WORK TASK: Each line from the start of the entries through the line that contains "the default overworld." should be output exactly, please.

[Data excerpts]
________

//! # Route Modules
//!
//! Each module defines an Axum router for one API surface area.
//! Routers are assembled in `lib.rs` into the application.

pub mod books;
pub mod ledger;
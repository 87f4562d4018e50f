//! Game session: world + player + mining RNG behind one action dispatch.

use tracing::{debug, info};

use termitek_types::{Action, Outcome, DEFAULT_MAP, SPAWN_X, SPAWN_Y, TURN_STEP};

use crate::player::Player;
use crate::rng::SimpleRng;
use crate::world::{MapError, World};

/// One running game session.
///
/// Owns the world, the player, and the mining RNG. Every mutation flows
/// through [`Game::apply_action`]; renderers read state through the
/// accessors and never write.
#[derive(Debug, Clone)]
pub struct Game {
    world: World,
    player: Player,
    rng: SimpleRng,
}

impl Game {
    /// Start a session on the default overworld.
    pub fn new(seed: u32) -> Result<Self, MapError> {
        Self::from_map(&DEFAULT_MAP, (SPAWN_X, SPAWN_Y), seed)
    }

    /// Start a session on a custom map with an explicit spawn cell.
    ///
    /// The spawn must be an in-bounds walkable cell; anything else is a
    /// construction error, the same class as a malformed map.
    pub fn from_map(rows: &[&str], spawn: (i32, i32), seed: u32) -> Result<Self, MapError> {
        let world = World::from_map(rows)?;
        let (x, y) = spawn;
        match world.get_block(x, y) {
            Some(block) if block.walkable => {}
            _ => return Err(MapError::BlockedSpawn { x, y }),
        }
        Ok(Self {
            world,
            player: Player::new(x, y),
            rng: SimpleRng::new(seed),
        })
    }

    pub fn world(&self) -> &World {
        &self.world
    }

    pub fn player(&self) -> &Player {
        &self.player
    }

    /// Apply one player intent and report whether the session continues.
    ///
    /// Rejected moves and fruitless mining are silent no-ops; only `Quit`
    /// ends the session.
    pub fn apply_action(&mut self, action: Action) -> Outcome {
        match action {
            Action::MoveLeft => self.player.move_left(&self.world),
            Action::MoveRight => self.player.move_right(&self.world),
            Action::MoveUp => self.player.move_up(&self.world),
            Action::MoveDown => self.player.move_down(&self.world),
            Action::TurnLeft => self.player.rotate_left(TURN_STEP),
            Action::TurnRight => self.player.rotate_right(TURN_STEP),
            Action::Mine => {
                let (fx, fy) = self.player.front_position();
                let drops = self
                    .player
                    .break_block_in_front(&mut self.world, &mut self.rng);
                if !drops.is_empty() {
                    info!("Block broken at ({}, {}): +{} item(s)", fx, fy, drops.len());
                }
            }
            Action::Quit => {
                info!("Goodbye :)");
                return Outcome::Quit;
            }
        }
        debug!(
            "{} -> player at {:?}",
            action.as_str(),
            self.player.position()
        );
        Outcome::Continue
    }
}
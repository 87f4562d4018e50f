//! Terminal input module (engine-facing).
//!
//! This module is intentionally independent of any UI framework. It maps
//! `crossterm` key events into [`crate::types::Action`] intents that the
//! game session applies; everything it does not recognize is a no-op for
//! the caller.

pub mod map;

pub use termitek_types as types;

pub use map::{handle_key_event, should_quit};
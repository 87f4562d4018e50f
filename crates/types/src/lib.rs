//! Core types module - shared data structures and constants
//!
//! This module defines the fundamental types used throughout the application.
//! All types are pure data structures with no external dependencies, making
//! them usable in any context (world simulation, terminal rendering, input
//! mapping, tests).
//!
//! # World constants
//!
//! The default overworld is a fixed 15x7 tile map ([`DEFAULT_MAP`]) with the
//! player spawn at (1, 1). Coordinates are `(x, y)` with x growing rightward
//! and y growing downward; (0, 0) is the top-left cell.
//!
//! # Ray march constants
//!
//! | Constant | Value | Description |
//! |----------|-------|-------------|
//! | `RAY_STEP` | 0.05 | World units advanced per march step |
//! | `MAX_DEPTH` | 8.0 | Depth cap; rays never travel further |
//! | `TURN_STEP` | pi/16 | Radians turned per rotate keypress |
//!
//! The march is a bounded loop of at most `MAX_DEPTH / RAY_STEP` iterations
//! per screen column.

use std::f64::consts::{FRAC_PI_2, FRAC_PI_4, PI, TAU};

/// The default overworld, one character per cell.
///
/// Symbols are resolved against the block catalog at construction time;
/// every row must have the same length.
pub const DEFAULT_MAP: [&str; 7] = [
    "###############",
    "......T....#..#",
    "#.....#....#..#",
    "#..M..#....#..#",
    "#.....#....#..#",
    "#.....#....#..#",
    "###############",
];

/// Player spawn cell on the default map.
pub const SPAWN_X: i32 = 1;
pub const SPAWN_Y: i32 = 1;

/// Frame interval for the render loop (milliseconds).
pub const FRAME_MS: u64 = 33;

/// Radians added or removed from the facing angle per rotate keypress.
pub const TURN_STEP: f64 = PI / 16.0;

/// World units advanced per ray march step.
pub const RAY_STEP: f64 = 0.05;

/// Maximum depth a ray may travel, in world units.
pub const MAX_DEPTH: f64 = 8.0;

/// A collectible item as defined by the catalog.
#[derive(Debug, Clone, Copy, PartialEq)]
pub struct Item {
    /// Single-character tag shown in inventory summaries.
    pub symbol: char,
    /// Short display name.
    pub name: &'static str,
    /// Longer descriptive text.
    pub tooltip: &'static str,
    /// How many units one pickup represents.
    pub amount: u32,
}

/// One drop-table entry: an item and its independent roll chance.
///
/// Entries are rolled independently when a block is broken; any subset of a
/// table (including none or all of it) can drop from a single mine.
#[derive(Debug, Clone, Copy, PartialEq)]
pub struct DropEntry {
    /// Probability in `[0.0, 1.0]` that this entry drops.
    pub chance: f64,
    pub item: Item,
}

/// A tile-type definition.
///
/// Blocks are immutable values; a world cell stores a copy of the catalog
/// definition for its symbol. Mutating the world means replacing the cell's
/// block, never editing a definition.
#[derive(Debug, Clone, Copy, PartialEq)]
pub struct Block {
    /// Single-character tag, also the map-text representation.
    pub symbol: char,
    /// Descriptive text shown by the facing readout.
    pub tooltip: &'static str,
    /// Whether the player may stand on this cell.
    pub walkable: bool,
    /// Whether `break_block` may replace this cell.
    pub mineable: bool,
    /// Independent drop rolls granted when this block is broken.
    pub drops: &'static [DropEntry],
}

/// Cardinal compass heading derived from the continuous facing angle.
#[derive(Debug, Clone, Copy, PartialEq, Eq, Hash)]
pub enum Heading {
    North,
    East,
    South,
    West,
}

impl Heading {
    /// Classify a facing angle into its compass bucket.
    ///
    /// The circle is split into four 90-degree buckets centered on the
    /// cardinals, so the bucket boundaries sit at odd multiples of pi/4.
    /// Angle 0 is due north; angles grow clockwise (east at pi/2). The
    /// stored angle is never normalized, so this must accept any finite
    /// value, negative or beyond a full turn.
    pub fn from_angle(angle: f64) -> Self {
        let index = ((angle + FRAC_PI_4).rem_euclid(TAU) / FRAC_PI_2) as usize % 4;
        [
            Heading::North,
            Heading::East,
            Heading::South,
            Heading::West,
        ][index]
    }

    /// Compass letter for the HUD.
    pub fn letter(&self) -> &'static str {
        match self {
            Heading::North => "N",
            Heading::East => "E",
            Heading::South => "S",
            Heading::West => "W",
        }
    }

    /// Unit grid offset one step ahead in this heading.
    ///
    /// y grows downward, so north is (0, -1).
    pub fn forward(&self) -> (i32, i32) {
        match self {
            Heading::North => (0, -1),
            Heading::East => (1, 0),
            Heading::South => (0, 1),
            Heading::West => (-1, 0),
        }
    }
}

/// Player intents produced by the input router.
#[derive(Debug, Clone, Copy, PartialEq, Eq)]
pub enum Action {
    MoveLeft,
    MoveRight,
    MoveUp,
    MoveDown,
    TurnLeft,
    TurnRight,
    Mine,
    Quit,
}

impl Action {
    /// Stable name used in log lines.
    pub fn as_str(&self) -> &'static str {
        match self {
            Action::MoveLeft => "moveLeft",
            Action::MoveRight => "moveRight",
            Action::MoveUp => "moveUp",
            Action::MoveDown => "moveDown",
            Action::TurnLeft => "turnLeft",
            Action::TurnRight => "turnRight",
            Action::Mine => "mine",
            Action::Quit => "quit",
        }
    }
}

/// Result of applying one action; consumed by the frame loop.
#[derive(Debug, Clone, Copy, PartialEq, Eq)]
pub enum Outcome {
    Continue,
    Quit,
}
//! World tests - grid construction, queries, and mining

use termitek::core::catalog::{GROUND, LOG, MACHINE, TREE, WALL};
use termitek::core::{MapError, Roll, World};

/// Roll source with one scripted outcome for every entry.
struct Fixed(bool);

impl Roll for Fixed {
    fn roll(&mut self, _chance: f64) -> bool {
        self.0
    }
}

#[test]
fn test_world_built_from_map_text() {
    let world = World::from_map(&["#####", "#.TM#", "#####"]).unwrap();
    assert_eq!(world.width(), 5);
    assert_eq!(world.height(), 3);
    assert_eq!(world.get_block(0, 0), Some(WALL));
    assert_eq!(world.get_block(1, 1), Some(GROUND));
    assert_eq!(world.get_block(2, 1), Some(TREE));
    assert_eq!(world.get_block(3, 1), Some(MACHINE));
}

#[test]
fn test_get_block_out_of_bounds_is_absent() {
    let world = World::from_map(&["###", "#.#", "###"]).unwrap();

    assert_eq!(world.get_block(-1, 0), None);
    assert_eq!(world.get_block(0, -1), None);
    assert_eq!(world.get_block(3, 0), None);
    assert_eq!(world.get_block(0, 3), None);
    assert!(!world.within_bounds(3, 3));
    assert!(world.within_bounds(2, 2));
}

#[test]
fn test_every_in_bounds_cell_holds_a_block() {
    let world = World::from_map(&["#T#", "#.#", "#M#"]).unwrap();
    for y in 0..world.height() {
        for x in 0..world.width() {
            assert!(world.get_block(x, y).is_some(), "cell ({x}, {y})");
        }
    }
}

#[test]
fn test_set_then_get_roundtrip() {
    let mut world = World::from_map(&["###", "#.#", "###"]).unwrap();

    world.set_block(1, 1, TREE);
    assert_eq!(world.get_block(1, 1), Some(TREE));
    world.set_block(1, 1, GROUND);
    assert_eq!(world.get_block(1, 1), Some(GROUND));

    // Out-of-bounds writes vanish without touching anything.
    let before = world.clone();
    world.set_block(9, 9, TREE);
    assert_eq!(world, before);
}

#[test]
fn test_break_with_all_successes_yields_the_full_table() {
    let mut world = World::from_map(&["T"]).unwrap();
    let drops = world.break_block(0, 0, &mut Fixed(true));

    assert_eq!(drops.len(), TREE.drops.len());
    assert!(drops.iter().all(|item| *item == LOG));
    assert_eq!(world.get_block(0, 0), Some(GROUND));
}

#[test]
fn test_break_with_all_failures_still_reverts_the_cell() {
    let mut world = World::from_map(&["T"]).unwrap();
    let drops = world.break_block(0, 0, &mut Fixed(false));

    assert!(drops.is_empty());
    assert_eq!(world.get_block(0, 0), Some(GROUND));
}

#[test]
fn test_break_rejects_walls_ground_and_absent_cells() {
    let mut world = World::from_map(&["#.", "T."]).unwrap();
    let before = world.clone();

    assert!(world.break_block(0, 0, &mut Fixed(true)).is_empty());
    assert!(world.break_block(1, 0, &mut Fixed(true)).is_empty());
    assert!(world.break_block(5, 5, &mut Fixed(true)).is_empty());
    assert!(world.break_block(-1, -1, &mut Fixed(true)).is_empty());
    assert_eq!(world, before);
}

#[test]
fn test_break_machine_reverts_but_drops_nothing() {
    let mut world = World::from_map(&["M"]).unwrap();
    let drops = world.break_block(0, 0, &mut Fixed(true));

    assert!(drops.is_empty());
    assert_eq!(world.get_block(0, 0), Some(GROUND));
}

#[test]
fn test_malformed_maps_are_rejected_at_construction() {
    assert_eq!(World::from_map(&[]).unwrap_err(), MapError::EmptyMap);
    assert_eq!(World::from_map(&["", ""]).unwrap_err(), MapError::EmptyMap);

    assert_eq!(
        World::from_map(&["###", "####"]).unwrap_err(),
        MapError::RaggedRow {
            row: 1,
            len: 4,
            expected: 3
        }
    );

    assert_eq!(
        World::from_map(&["#.#", "#Z#"]).unwrap_err(),
        MapError::UnknownSymbol {
            symbol: 'Z',
            col: 1,
            row: 1
        }
    );
}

________

SOLVED EXERCISE:
//! # Route Modules
//!
//! Each module defines an Axum router for one API surface area.
//! Routers are assembled in `lib.rs` into the application.

pub mod books;
pub mod ledger;
repository 87f4562d4018e50f
//! Game session: world + player + mining RNG behind one action dispatch.

use tracing::{debug, info};

use termitek_types::{Action, Outcome, DEFAULT_MAP, SPAWN_X, SPAWN_Y, TURN_STEP};

use crate::player::Player;
use crate::rng::SimpleRng;
use crate::world::{MapError, World};

/// One running game session.
///
/// Owns the world, the player, and the mining RNG. Every mutation flows
/// through [`Game::apply_action`]; renderers read state through the
/// accessors and never write.
#[derive(Debug, Clone)]
pub struct Game {
    world: World,
    player: Player,
    rng: SimpleRng,
}

impl Game {
    /// Start a session on the default overworld.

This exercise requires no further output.